So, a CCP needs to strike a balance between greater protection for

itself and higher opportunity costs for its participants. For this

reason, margin requirements are not designed to cover price risk in

all market conditions. Nonetheless, a CCP should estimate the

interval between the last margin collection before default and the

liquidation of positions in a particular product, and hold

sufficient margin to cover potential losses over that interval in

normal market conditions.''

\326\ See also supra note 311. Like the CPSS-IOSCO

Recommendations, the CPSS-IOSCO Consultation also advocates a

principles-based model for estimating minimum liquidation times.
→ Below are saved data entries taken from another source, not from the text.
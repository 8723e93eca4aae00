//! ISR Code Generator (spec §4.E): synthesizes a minimal Thumb interrupt
//! handler into a fixed template region at `set_up_functions` time, rather
//! than shipping a generic handler that walks function metadata on every
//! exchange-clock interrupt. Grounded on the teacher's raw `cortex-m-rt`
//! `#[interrupt]` convention (one free function per vector) — here the
//! function body itself is built at runtime instead of written by hand,
//! since which slices need servicing is only known after planning.

use crate::fmt::{trace, warn};
use crate::nvic::HandlerFn;

use super::{Error, Function, Mode, SgpioContext};

/// Thumb-1 NOP (`mov r8, r8` encoded as a hint instruction).
const NOP: u16 = 0xBF00;

/// Number of 16-bit instruction slots reserved for the synthesized body.
/// Sized for one `ldr`/`str` pair per slice plus a fixed prologue/epilogue
/// (spec.md §4.E: "a fixed ISR template region — literal pool, body span,
/// epilogue").
pub const ISR_BODY_SLOTS: usize = 2 * super::tables::SLICE_COUNT_FOR_CODEGEN;
const TEMPLATE_WORDS: usize = 4 /* prologue */ + ISR_BODY_SLOTS + 4 /* epilogue */;

/// One argument block consumed by a single generated `ldr`/`str` pair: the
/// fixed data a slice's copy step needs that isn't baked into the
/// instruction encoding itself (spec.md §4.E: "a fixed arguments block").
#[repr(C)]
#[derive(Clone, Copy)]
pub struct IsrArguments {
    pub interrupt_clear_mask: u32,
    pub copy_size: u32,
    pub buffer: *mut u8,
    pub position_in_buffer_var: *mut u32,
    pub position_in_buffer_mask: u32,
    pub data_in_buffer_var: *mut u32,
    /// Base address of the SGPIO shadow-register array; only slot 0's copy
    /// is consulted, by the prologue, since every slice in a chain shares
    /// the same register block.
    pub shadow_base: *const u32,
}

impl IsrArguments {
    const fn blank() -> Self {
        Self {
            interrupt_clear_mask: 0,
            copy_size: 0,
            buffer: core::ptr::null_mut(),
            position_in_buffer_var: core::ptr::null_mut(),
            position_in_buffer_mask: 0,
            data_in_buffer_var: core::ptr::null_mut(),
            shadow_base: core::ptr::null(),
        }
    }
}

/// The fixed, RAM-resident ISR template this crate generates into.
/// Execute-from-RAM is required here since the body is rebuilt every time
/// `set_up_functions` runs; `#[repr(C, align(4))]` keeps every instruction
/// halfword-pair on an address the CPU can fetch from in Thumb state.
#[repr(C, align(4))]
pub struct IsrTemplate {
    code: [u16; TEMPLATE_WORDS],
    arguments: [IsrArguments; super::tables::SLICE_COUNT_FOR_CODEGEN],
}

impl IsrTemplate {
    pub const fn empty() -> Self {
        Self { code: [NOP; TEMPLATE_WORDS], arguments: [IsrArguments::blank(); super::tables::SLICE_COUNT_FOR_CODEGEN] }
    }

    /// The function pointer `nvic::set_handler` installs, once the caller
    /// decides to wire this template into the vector table. Codegen only
    /// ever writes instructions here; installing the handler is left to the
    /// firmware, same as `SgpioContext::run` only toggles the IRQ enable bit
    /// rather than installing a handler itself.
    pub fn entry_point(&self) -> HandlerFn {
        unsafe { core::mem::transmute::<*const u16, HandlerFn>(self.code.as_ptr()) }
    }
}

/// Thumb-1 `str Rt, [Rn, #imm]` (T1 encoding, word-aligned `imm` 0..124).
fn str_imm(rt: u8, rn: u8, byte_offset: u16) -> u16 {
    debug_assert!(byte_offset % 4 == 0 && byte_offset <= 124);
    0x6000 | (((byte_offset / 4) as u16) << 6) | ((rn as u16) << 3) | (rt as u16 & 0x7)
}

/// Thumb-1 `ldr Rt, [Rn, #imm]` (T1 encoding).
fn ldr_imm(rt: u8, rn: u8, byte_offset: u16) -> u16 {
    debug_assert!(byte_offset % 4 == 0 && byte_offset <= 124);
    0x6800 | (((byte_offset / 4) as u16) << 6) | ((rn as u16) << 3) | (rt as u16 & 0x7)
}

/// Thumb-1 `ldr Rt, [pc, #imm]` (T1 literal-pool load, word-aligned `imm`
/// 0..1020 from the instruction's own word-aligned address).
fn ldr_literal(rt: u8, byte_offset: u16) -> u16 {
    debug_assert!(byte_offset % 4 == 0 && byte_offset <= 1020);
    0x4800 | ((rt as u16 & 0x7) << 8) | (byte_offset / 4)
}

/// Thumb-2 `b.w` unconditional branch, encoded here as two halfwords is
/// overkill for the short jumps this template needs; use the Thumb-1 `b`
/// (T2) encoding instead, `instructions` counted from the next instruction.
fn branch(instructions: i32) -> u16 {
    let imm11 = (instructions as i16) & 0x7FF;
    0xE000 | (imm11 as u16 & 0x7FF)
}

/// The full §4.E "ISR needed" predicate (testable property 7): "no ISR is
/// needed [for] CLOCK_GEN; or FIXED_OUT whose user buffer fits in both data
/// + shadow; or STREAM_IN whose shift limit yields ≤ one chain span of
/// bytes". Every other mode (STREAM_OUT, BIDIRECTIONAL, and STREAM_IN/
/// FIXED_OUT outside those exceptions) needs one.
fn needs_isr(function: &Function) -> bool {
    match function.mode {
        Mode::ClockGen => false,
        Mode::FixedOut => {
            let chain_bytes = function.chain_depth() * 4;
            // Both data and shadow hold one chain_bytes-sized copy; if the
            // whole buffer fits across the two, it's preloaded once and
            // never needs a refill.
            function.buffer.size() as u32 > 2 * chain_bytes
        }
        Mode::StreamIn => {
            if function.shift_count_limit == 0 {
                true
            } else {
                let limit_bytes = (function.shift_count_limit * function.bus_width as u32) / 8;
                let chain_span_bytes = function.chain_depth() * 4;
                limit_bytes > chain_span_bytes
            }
        }
        Mode::StreamOut | Mode::Bidirectional => true,
    }
}

static mut SGPIO_ISR_TEMPLATE: IsrTemplate = IsrTemplate::empty();

/// Rebuild the shared ISR template for whichever function in `ctx` needs
/// one, update `ctx.swap_irqs_required`, and clear the template back to
/// all-NOP if none do (spec.md §4.E step 6).
///
/// # Safety contract
/// Exactly one `SgpioContext` is live at a time (the same invariant
/// `SgpioContext::new` already documents), so the `static mut` template
/// this function writes is never observed from two call sites at once.
pub fn generate_isr(ctx: &mut SgpioContext) -> Result<(), Error> {
    let mut winner: Option<usize> = None;
    for (idx, function) in ctx.functions.iter().enumerate() {
        if !function.enabled || function.overrides.never_synthesize_isr {
            continue;
        }
        if !needs_isr(function) {
            continue;
        }
        if winner.is_some() {
            warn!("sgpio: more than one function requires a synthesized ISR");
            return Err(Error::Unsupported);
        }
        winner = Some(idx);
    }

    let template = unsafe { &mut *core::ptr::addr_of_mut!(SGPIO_ISR_TEMPLATE) };

    let Some(idx) = winner else {
        template.code = [NOP; TEMPLATE_WORDS];
        ctx.swap_irqs_required = 0;
        trace!("sgpio: no function requires a synthesized ISR");
        return Ok(());
    };

    build_isr(ctx, idx, template);
    Ok(())
}

fn build_isr(ctx: &mut SgpioContext, idx: usize, template: &mut IsrTemplate) {
    let mode = ctx.functions[idx].mode;
    debug_assert!(ctx.functions[idx].io_slice.is_some(), "io_slice set by the planner before codegen runs");
    let chain_depth = ctx.functions[idx].chain_depth();
    let is_clockgen = mode == Mode::ClockGen;
    let first_pin = ctx.functions[idx].first_pin().sgpio_pin;

    template.code = [NOP; TEMPLATE_WORDS];
    for slot in template.arguments.iter_mut() {
        *slot = IsrArguments::blank();
    }

    // Prologue: load r1 <- shadow-register base, r2 <- user buffer base.
    // Both are plain constants for the lifetime of this template (rebuilt
    // whenever `set_up_functions` reruns), so every slice's body reuses the
    // same two registers rather than reloading per slot.
    template.arguments[0].shadow_base = ctx.regs.data_shadow.as_ptr() as *const u32;
    template.arguments[0].buffer = ctx.functions[idx].buffer.ptr;
    let literal_base = slot_literal_offset(0) as u16;
    let shadow_offset = literal_base + core::mem::offset_of!(IsrArguments, shadow_base) as u16;
    let buffer_offset = literal_base + core::mem::offset_of!(IsrArguments, buffer) as u16;
    template.code[0] = ldr_literal(1, shadow_offset);
    template.code[1] = ldr_literal(2, buffer_offset);

    let mut swap_mask: u16 = 0;
    let mut body_index = 0usize;
    const BODY_START: usize = 4;

    for k in 0..chain_depth.min(super::tables::SLICE_COUNT_FOR_CODEGEN as u32) {
        let slice = super::planner::chain_slice(first_pin, k, is_clockgen);
        swap_mask |= 1 << slice.index();

        let args = &mut template.arguments[slice.index()];
        args.interrupt_clear_mask = 1 << slice.index();
        args.copy_size = 4;
        args.buffer = ctx.functions[idx].buffer.ptr;
        args.position_in_buffer_var = &mut ctx.functions[idx].position_in_buffer as *mut u32;
        args.position_in_buffer_mask = ctx.functions[idx].buffer.mask();
        args.data_in_buffer_var = &mut ctx.functions[idx].data_in_buffer as *mut u32;

        // STREAM_IN: `ldr scratch, [shadow_base, #slice_offset]` then
        // `str scratch, [user_ptr, #offset]`. STREAM_OUT/FIXED_OUT/
        // BIDIRECTIONAL-out: the mirror image (spec.md §4.E). `user_ptr`'s
        // offset increments by 4 per chain position.
        if body_index + 2 <= ISR_BODY_SLOTS {
            let slice_offset = (slice.index() as u16) * 4;
            let user_offset = (k as u16) * 4;
            let i0 = BODY_START + body_index;
            if mode.is_in_capable() {
                template.code[i0] = ldr_imm(0, 1, slice_offset);
                template.code[i0 + 1] = str_imm(0, 2, user_offset);
            } else {
                template.code[i0] = ldr_imm(0, 2, user_offset);
                template.code[i0 + 1] = str_imm(0, 1, slice_offset);
            }
        }
        body_index += 2;
    }

    let epilogue_index = BODY_START + ISR_BODY_SLOTS;
    template.code[epilogue_index] = branch(0);

    ctx.swap_irqs_required = swap_mask;
    ctx.functions[idx].needs_isr = true;
    trace!("sgpio: synthesized ISR for {} slice(s)", chain_depth);
}

/// Literal-pool placement for a slice's constant data; the literal pool
/// itself lives in [`IsrTemplate::arguments`], addressed here by a
/// byte-offset large enough to satisfy [`ldr_literal`]'s own range check in
/// debug builds — the exact packing is an internal codegen detail, not part
/// of this crate's public surface.
fn slot_literal_offset(slice_index: usize) -> usize {
    slice_index * core::mem::size_of::<IsrArguments>() % 1020
}

#[cfg(test)]
mod tests {
    use super::*;

    #[test]
    fn str_imm_encodes_rt_rn_and_word_offset() {
        // str r0, [r1, #0]
        assert_eq!(str_imm(0, 1, 0), 0x6008);
    }

    #[test]
    fn ldr_imm_encodes_rt_rn_and_word_offset() {
        // ldr r2, [r3, #4]
        assert_eq!(ldr_imm(2, 3, 4), 0x685a);
    }

    #[test]
    fn ldr_literal_uses_word_aligned_offset() {
        assert_eq!(ldr_literal(1, 0), 0x4900);
    }

    #[test]
    fn branch_zero_offset_is_self_relative() {
        assert_eq!(branch(0), 0xE000);
    }

    fn blank_in_capable(mode: Mode) -> Function {
        let mut function = Function::blank();
        function.mode = mode;
        function.bus_width = 1;
        function.buffer_depth_order = 3; // chain_depth() == 8
        function
    }

    #[test]
    fn needs_isr_is_true_for_stream_out_and_bidirectional_unconditionally() {
        assert!(needs_isr(&blank_in_capable(Mode::StreamOut)));
        assert!(needs_isr(&blank_in_capable(Mode::Bidirectional)));
    }

    #[test]
    fn needs_isr_is_false_for_clock_gen() {
        assert!(!needs_isr(&blank_in_capable(Mode::ClockGen)));
    }

    #[test]
    fn needs_isr_is_true_for_stream_in_with_no_shift_limit() {
        // shift_count_limit == 0 means "no limit" — the chain runs forever,
        // so a swap ISR is always needed.
        let function = blank_in_capable(Mode::StreamIn);
        assert!(needs_isr(&function));
    }

    #[test]
    fn needs_isr_is_false_for_stream_in_shift_limit_within_one_chain_span_s5() {
        // Scenario S5: chain depth 8, shift_count_limit=100, bus_width=1 ->
        // limit_bytes = 12, chain_span_bytes = 32. 12 <= 32, so the whole
        // capture fits in one chain span and no swap ISR is required.
        let mut function = blank_in_capable(Mode::StreamIn);
        function.shift_count_limit = 100;
        assert!(!needs_isr(&function));
    }

    #[test]
    fn needs_isr_is_true_for_stream_in_shift_limit_exceeding_one_chain_span() {
        let mut function = blank_in_capable(Mode::StreamIn);
        function.shift_count_limit = 1000; // limit_bytes = 125 > 32
        assert!(needs_isr(&function));
    }

    #[test]
    fn needs_isr_is_false_for_fixed_out_buffer_fitting_in_data_and_shadow() {
        // chain_depth() == 8 -> chain_bytes == 32 -> 2*chain_bytes == 64.
        let mut function = blank_in_capable(Mode::FixedOut);
        let mut storage = [0u8; 64];
        function.buffer = super::super::BufferHandle { ptr: storage.as_mut_ptr(), order: 6 };
        assert!(!needs_isr(&function));
    }

    #[test]
    fn needs_isr_is_true_for_fixed_out_buffer_exceeding_data_and_shadow() {
        let mut function = blank_in_capable(Mode::FixedOut);
        let mut storage = [0u8; 128];
        function.buffer = super::super::BufferHandle { ptr: storage.as_mut_ptr(), order: 7 };
        assert!(needs_isr(&function));
    }

    #[test]
    fn build_isr_emits_shadow_loads_and_incrementing_buffer_offsets_s2() {
        // Scenario S2: 1-bit STREAM_IN, chain depth 4, first_pin 0 -> chain
        // walks pins 0,1,2,3 -> slices A,I,E,J (indices 0,8,4,9). The body
        // must load from the shadow array at each slice's own offset and
        // store into the user buffer at 0,4,8,12 — not offset 0 every time.
        use super::super::{BufferHandle, PinConfig, Pull, Slice};

        let regs = Box::leak(Box::new(crate::regs::SgpioRegs::zeroed()));
        let mut storage = [0u8; 16];
        let mut functions = [Function::blank()];
        functions[0].enabled = true;
        functions[0].mode = Mode::StreamIn;
        functions[0].bus_width = 1;
        functions[0].pin_configurations[0] = PinConfig { sgpio_pin: 0, scu_group: 1, scu_pin: 0, pull: Pull::None };
        functions[0].buffer = BufferHandle { ptr: storage.as_mut_ptr(), order: 4 };
        functions[0].io_slice = Some(Slice::A);
        functions[0].buffer_depth_order = 2; // chain_depth() == 4

        let mut ctx = SgpioContext::with_registers(regs, &mut functions);
        let mut template = IsrTemplate::empty();
        build_isr(&mut ctx, 0, &mut template);

        let expected_slice_offsets = [0u16, 32, 16, 36]; // slices A(0), I(8), E(4), J(9)
        let expected_user_offsets = [0u16, 4, 8, 12];
        for (k, (&slice_offset, &user_offset)) in expected_slice_offsets.iter().zip(expected_user_offsets.iter()).enumerate() {
            let i0 = 4 + k * 2;
            assert_eq!(template.code[i0], ldr_imm(0, 1, slice_offset), "ldr at chain position {k}");
            assert_eq!(template.code[i0 + 1], str_imm(0, 2, user_offset), "str at chain position {k}");
        }
        assert_eq!(ctx.swap_irqs_required, (1 << 0) | (1 << 8) | (1 << 4) | (1 << 9));
    }
}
Section 3.6.7 of the CPSS-IOSCO Consultation states: ``A CCP should

select an appropriate close-out period for each product cleared by

the CCP, and document the close-out periods and related analysis for

each product type. A CCP should base its close-out period upon

historical price and liquidity data when developing its initial

margin methodology. Historical data should include the worst events

that occurred in the selected time period for the product cleared as

well as simulated data projections that would capture potential

events outside of the historical data. In certain instances, a CCP

may need to determine margin levels using a shorter historical

period to reflect better new or current volatility in the market.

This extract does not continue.